The Last Rag & Bone Man
View the trailer, here.
The premieré work of Pidgin Perfect discussed theme of the 'Collective Urban Identity', and explored the effects of the loss of sentiment and living heritage in the East End of Glasgow.
In our research we realised that as part of the gentrification of this part of Glasgow there developed a conflict between ‘territory’ and ‘place’, 'community' and the 'gentrified domain', 'authentic characters' and 'commodified idealised images'. It was at this point that we came
across the personality of Davie Welsh, an old man who used to be a trader at the now closed Paddy’s Market.
It transpired that he was and is perhaps the last living 'rag and bone man' of Glasgow. The term stems from a very old tradition; he travelled the city with his horse and cart exchanging goods for rags, his life's profession providing him a unique perspective of the city’s varying
territories and their gradual disappearance.
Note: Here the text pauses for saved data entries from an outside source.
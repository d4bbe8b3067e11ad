//! In-memory local repository implementation.
//!
//! This module provides a local implementation of all repository traits
//! suitable for unit testing, local development and serving a dataset file.
//! All data is stored in memory, giving fast, deterministic and isolated
//! execution.

use async_trait::async_trait;
use chrono::{DateTime, Utc};
use parking_lot::RwLock;
use std::collections::{BTreeSet, HashSet};
use std::path::Path;
use std::sync::Arc;

use crate::api::{DatasetInfo, PercentileThresholds};
use crate::db::dataset::{Dataset, OfficialThresholdsEntry};
use crate::db::repository::*;
use crate::models::{Contract, MeasureMeta, MetricObservation, OverallRating, PlanEnrollment};

/// In-memory local repository.
///
/// # Example
/// ```
/// use ma_stars::db::repositories::LocalRepository;
/// use ma_stars::models::MetricObservation;
///
/// let repo = LocalRepository::new();
/// repo.add_metrics(vec![MetricObservation::new("H1", "C01", Some(4.0.into()), Some(71.0), 2025)]);
/// assert_eq!(repo.metric_count(), 1);
/// ```
#[derive(Clone)]
pub struct LocalRepository {
    data: Arc<RwLock<LocalData>>,
}

struct LocalData {
    dataset: Dataset,
    checksum: Option<String>,
    loaded_at: Option<DateTime<Utc>>,

    // Connection health
    is_healthy: bool,
}

impl Default for LocalData {
    fn default() -> Self {
        Self {
            dataset: Dataset::default(),
            checksum: None,
            loaded_at: None,
            is_healthy: true,
        }
    }
}

impl LocalRepository {
    /// Create a new empty local repository.
    pub fn new() -> Self {
        Self {
            data: Arc::new(RwLock::new(LocalData::default())),
        }
    }

    /// Create a repository holding an already-parsed dataset.
    pub fn from_dataset(dataset: Dataset) -> Self {
        let repo = Self::new();
        {
            let mut data = repo.data.write();
            data.dataset = dataset;
            data.loaded_at = Some(Utc::now());
        }
        repo
    }

    /// Load a dataset file into a new repository.
    pub fn from_json_file<P: AsRef<Path>>(path: P) -> RepositoryResult<Self> {
        let loaded = Dataset::load_file(path)?;
        let repo = Self::from_dataset(loaded.dataset);
        repo.data.write().checksum = Some(loaded.checksum);
        Ok(repo)
    }

    pub fn add_contracts(&self, contracts: Vec<Contract>) {
        self.data.write().dataset.contracts.extend(contracts);
    }

    pub fn add_plans(&self, plans: Vec<PlanEnrollment>) {
        self.data.write().dataset.plans.extend(plans);
    }

    pub fn add_measures(&self, measures: Vec<MeasureMeta>) {
        self.data.write().dataset.measures.extend(measures);
    }

    pub fn add_metrics(&self, metrics: Vec<MetricObservation>) {
        self.data.write().dataset.metrics.extend(metrics);
    }

    pub fn add_overall_ratings(&self, ratings: Vec<OverallRating>) {
        self.data.write().dataset.overall_ratings.extend(ratings);
    }

    /// Set (or replace) the published thresholds for a year.
    pub fn set_official_thresholds(&self, year: i32, thresholds: PercentileThresholds) {
        let mut data = self.data.write();
        let entries = &mut data.dataset.official_thresholds;
        entries.retain(|e| e.year != year);
        entries.push(OfficialThresholdsEntry { year, thresholds });
    }

    /// Set the health status for testing connection failures.
    pub fn set_healthy(&self, healthy: bool) {
        self.data.write().is_healthy = healthy;
    }

    /// Clear all data from the repository.
    pub fn clear(&self) {
        let mut data = self.data.write();
        let is_healthy = data.is_healthy;
        *data = LocalData {
            is_healthy,
            ..Default::default()
        };
    }

    /// Get the number of metric rows stored.
    pub fn metric_count(&self) -> usize {
        self.data.read().dataset.metrics.len()
    }

    /// Helper to check health and return error if unhealthy.
    fn check_health(&self) -> RepositoryResult<()> {
        if !self.data.read().is_healthy {
            return Err(RepositoryError::connection("Data source is not healthy"));
        }
        Ok(())
    }

    /// Helper for the common "rows of one year" query.
    fn rows_for_year<T: Clone>(
        &self,
        select: impl FnOnce(&Dataset) -> &Vec<T>,
        year_of: impl Fn(&T) -> i32,
        year: i32,
    ) -> RepositoryResult<Vec<T>> {
        self.check_health()?;
        let data = self.data.read();
        Ok(select(&data.dataset)
            .iter()
            .filter(|row| year_of(row) == year)
            .cloned()
            .collect())
    }
}

impl Default for LocalRepository {
    fn default() -> Self {
        Self::new()
    }
}

// ==================== Ratings Repository ====================

#[async_trait]
impl RatingsRepository for LocalRepository {
    async fn fetch_metric_observations(
        &self,
        year: i32,
    ) -> RepositoryResult<Vec<MetricObservation>> {
        self.rows_for_year(|d| &d.metrics, |m| m.year, year)
    }

    async fn fetch_measure_meta(&self) -> RepositoryResult<Vec<MeasureMeta>> {
        self.check_health()?;
        Ok(self.data.read().dataset.measures.clone())
    }

    async fn fetch_overall_ratings(&self, year: i32) -> RepositoryResult<Vec<OverallRating>> {
        self.rows_for_year(|d| &d.overall_ratings, |r| r.year, year)
    }

    async fn fetch_official_thresholds(
        &self,
        year: i32,
    ) -> RepositoryResult<Option<PercentileThresholds>> {
        self.check_health()?;
        let data = self.data.read();
        Ok(data
            .dataset
            .official_thresholds
            .iter()
            .find(|e| e.year == year)
            .map(|e| e.thresholds))
    }
}

// ==================== Contract Repository ====================

#[async_trait]
impl ContractRepository for LocalRepository {
    async fn health_check(&self) -> RepositoryResult<bool> {
        Ok(self.data.read().is_healthy)
    }

    async fn list_years(&self) -> RepositoryResult<Vec<i32>> {
        self.check_health()?;
        let data = self.data.read();
        let years: BTreeSet<i32> = data.dataset.metrics.iter().map(|m| m.year).collect();
        Ok(years.into_iter().collect())
    }

    async fn fetch_contracts(&self, year: i32) -> RepositoryResult<Vec<Contract>> {
        self.rows_for_year(|d| &d.contracts, |c| c.year, year)
    }

    async fn fetch_plan_enrollment(&self, year: i32) -> RepositoryResult<Vec<PlanEnrollment>> {
        self.rows_for_year(|d| &d.plans, |p| p.year, year)
    }

    async fn dataset_info(&self) -> RepositoryResult<DatasetInfo> {
        self.check_health()?;
        let data = self.data.read();
        let dataset = &data.dataset;

        let years: BTreeSet<i32> = dataset.metrics.iter().map(|m| m.year).collect();
        let contracts: HashSet<_> = dataset.contracts.iter().map(|c| &c.contract_id).collect();
        let measures: HashSet<_> = dataset.measures.iter().map(|m| &m.code).collect();

        Ok(DatasetInfo {
            years: years.into_iter().collect(),
            contract_count: contracts.len(),
            measure_count: measures.len(),
            observation_count: dataset.metrics.len(),
            checksum: data.checksum.clone(),
            loaded_at: data.loaded_at,
        })
    }
}

#[cfg(test)]
mod tests {
    use super::*;
    use crate::api::ContractId;

    fn contract(id: &str, year: i32) -> Contract {
        Contract {
            contract_id: ContractId::from(id),
            contract_name: None,
            parent_organization: None,
            year,
        }
    }

    #[tokio::test]
    async fn test_rows_filtered_by_year() {
        let repo = LocalRepository::new();
        repo.add_contracts(vec![contract("H1", 2024), contract("H1", 2025), contract("H2", 2025)]);
        repo.add_metrics(vec![
            MetricObservation::new("H1", "C01", Some(3.0.into()), Some(60.0), 2024),
            MetricObservation::new("H1", "C01", Some(4.0.into()), Some(70.0), 2025),
        ]);

        assert_eq!(repo.fetch_contracts(2025).await.unwrap().len(), 2);
        assert_eq!(repo.fetch_metric_observations(2024).await.unwrap().len(), 1);
        assert_eq!(repo.list_years().await.unwrap(), vec![2024, 2025]);
    }

    #[tokio::test]
    async fn test_unhealthy_repository_errors() {
        let repo = LocalRepository::new();
        repo.set_healthy(false);
        assert!(!repo.health_check().await.unwrap());
        let err = repo.fetch_metric_observations(2025).await.unwrap_err();
        assert!(err.is_retryable());
    }

    #[tokio::test]
    async fn test_official_thresholds_replace() {
        let repo = LocalRepository::new();
        let t = PercentileThresholds {
            mean_65th: 3.5,
            mean_85th: 4.0,
            variance_30th: 0.5,
            variance_70th: 1.0,
        };
        repo.set_official_thresholds(2025, t);
        repo.set_official_thresholds(
            2025,
            PercentileThresholds {
                mean_65th: 3.6,
                ..t
            },
        );
        let fetched = repo.fetch_official_thresholds(2025).await.unwrap().unwrap();
        assert_eq!(fetched.mean_65th, 3.6);
        assert!(repo.fetch_official_thresholds(2024).await.unwrap().is_none());
    }

    #[tokio::test]
    async fn test_clear_keeps_health() {
        let repo = LocalRepository::new();
        repo.add_metrics(vec![MetricObservation::new("H1", "C01", None, Some(1.0), 2025)]);
        repo.clear();
        assert_eq!(repo.metric_count(), 0);
        assert!(repo.health_check().await.unwrap());
    }

    #[tokio::test]
    async fn test_dataset_info_counts() {
        let repo = LocalRepository::new();
        repo.add_contracts(vec![contract("H1", 2024), contract("h1", 2025)]);
        repo.add_metrics(vec![MetricObservation::new("H1", "C01", None, Some(1.0), 2025)]);
        let info = repo.dataset_info().await.unwrap();
        assert_eq!(info.contract_count, 1);
        assert_eq!(info.observation_count, 1);
        assert_eq!(info.years, vec![2025]);
        assert!(info.checksum.is_none());
    }
}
To capture this remarkable character, his story and loss of a way of life we filmed several interviews with Davie Welsh which is now forming a documentary entitled 'The Last Rag and Bone Man.' The documentary however, is much more than a simple interview; it is set
during Christmas time during a period of great financial austerity and so we contrast Davie's description of the past with images of the super commodified present and the desperate frenzy of the festive period.
The documentary, around 30 minutes long, also features a fantastic original score by Drew Divers of 'Horse Shoes', a band from Ohio now based in Brooklyn.